In 1845, her best-known work, the play Fashion was published. It received rave reviews and opened at the Park Theatre, New York, on March 24, 1845. On June 13, 1845, she made another career move to acting, she debuted at the Park Theatre as Pauline in The Lady of Lyons with great success. Although her next play, Armand, was published in 1847, and also received good reviews, she continued in her acting career. She performed leading roles in Shakespeare (for instance, in a production of Cymbeline in London, 1843), melodramas, and her own plays. She toured the United States and Europe for the next eight years.

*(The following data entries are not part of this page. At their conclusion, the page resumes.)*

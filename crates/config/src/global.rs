//! Pipeline-wide configuration settings

use serde::Deserialize;

/// Settings that shape the two levels of parallelism and the outcome policy
#[derive(Debug, Clone, Deserialize)]
#[serde(default)]
pub struct GlobalConfig {
    /// Glob pattern selecting input files
    /// Default: "data/*.tsv.gz"
    pub pattern: String,

    /// Log writes instead of performing them
    /// Default: false
    pub dry_run: bool,

    /// Writer workers per file pipeline
    /// Default: 5
    pub workers_per_file: usize,

    /// Files processed concurrently
    /// Default: None (auto = number of CPU cores)
    pub file_parallelism: Option<usize>,

    /// Capacity of the bounded task queue between parser and writers
    /// Default: 1024
    pub task_queue_size: usize,

    /// Seconds a writer waits on an empty queue before it exits
    /// Default: 1.0
    pub poll_timeout_secs: f64,

    /// Error-rate threshold for the per-file success/failure log
    /// Default: 0.01 (1%)
    pub error_rate_threshold: f64,
}

impl Default for GlobalConfig {
    fn default() -> Self {
        Self {
            pattern: "data/*.tsv.gz".into(),
            dry_run: false,
            workers_per_file: 5,
            file_parallelism: None,
            task_queue_size: 1024,
            poll_timeout_secs: 1.0,
            error_rate_threshold: 0.01,
        }
    }
}

impl GlobalConfig {
    /// Effective number of concurrently processed files
    ///
    /// Returns the configured value, or the CPU count in auto mode.
    pub fn effective_file_parallelism(&self) -> usize {
        self.file_parallelism.unwrap_or_else(num_cpus).max(1)
    }
}

/// Number of available CPUs, defaulting to 4 if detection fails
fn num_cpus() -> usize {
    std::thread::available_parallelism()
        .map(|n| n.get())
        .unwrap_or(4)
}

On February 15, 1851, her husband, James Mowatt died. After a short break she resumed her acting career. In December 1853, her book Autobiography of an Actress was published. Anna Cora Mowatt's last appearance on the public stage was June 3, 1854.

== Later years ==
On June 7, 1854, Anna married William Foushee Ritchie (1813– 1877), son of Thomas Ritchie. Their wedding was a lavish affair, attended by President of the United States, Franklin Pierce and his Cabinet. During the next few years she wrote two more novels, Mimic Life, published in 1855 and Twin Roses, published in 1857. She played a prominent role in raising funds for the preservation of George Washington's home, Mount Vernon, serving as secretary of the Central Committee of the early Mount Vernon Ladies' Association. Anna left her husband in 1860 and moved to Europe. She wrote the novel Mute Singer, published in 1861. She wrote Fairy Fingers, published in 1865. In 1865, she moved to England, where she wrote The Clergyman's Wife, and Other Sketches in 1867. Anna Cora Ogden Mowatt Ritchie died in Twickenham, England, on July 21, 1870. She is buried in Kensal Green Cemetery in London, beside her first husband, James Mowatt.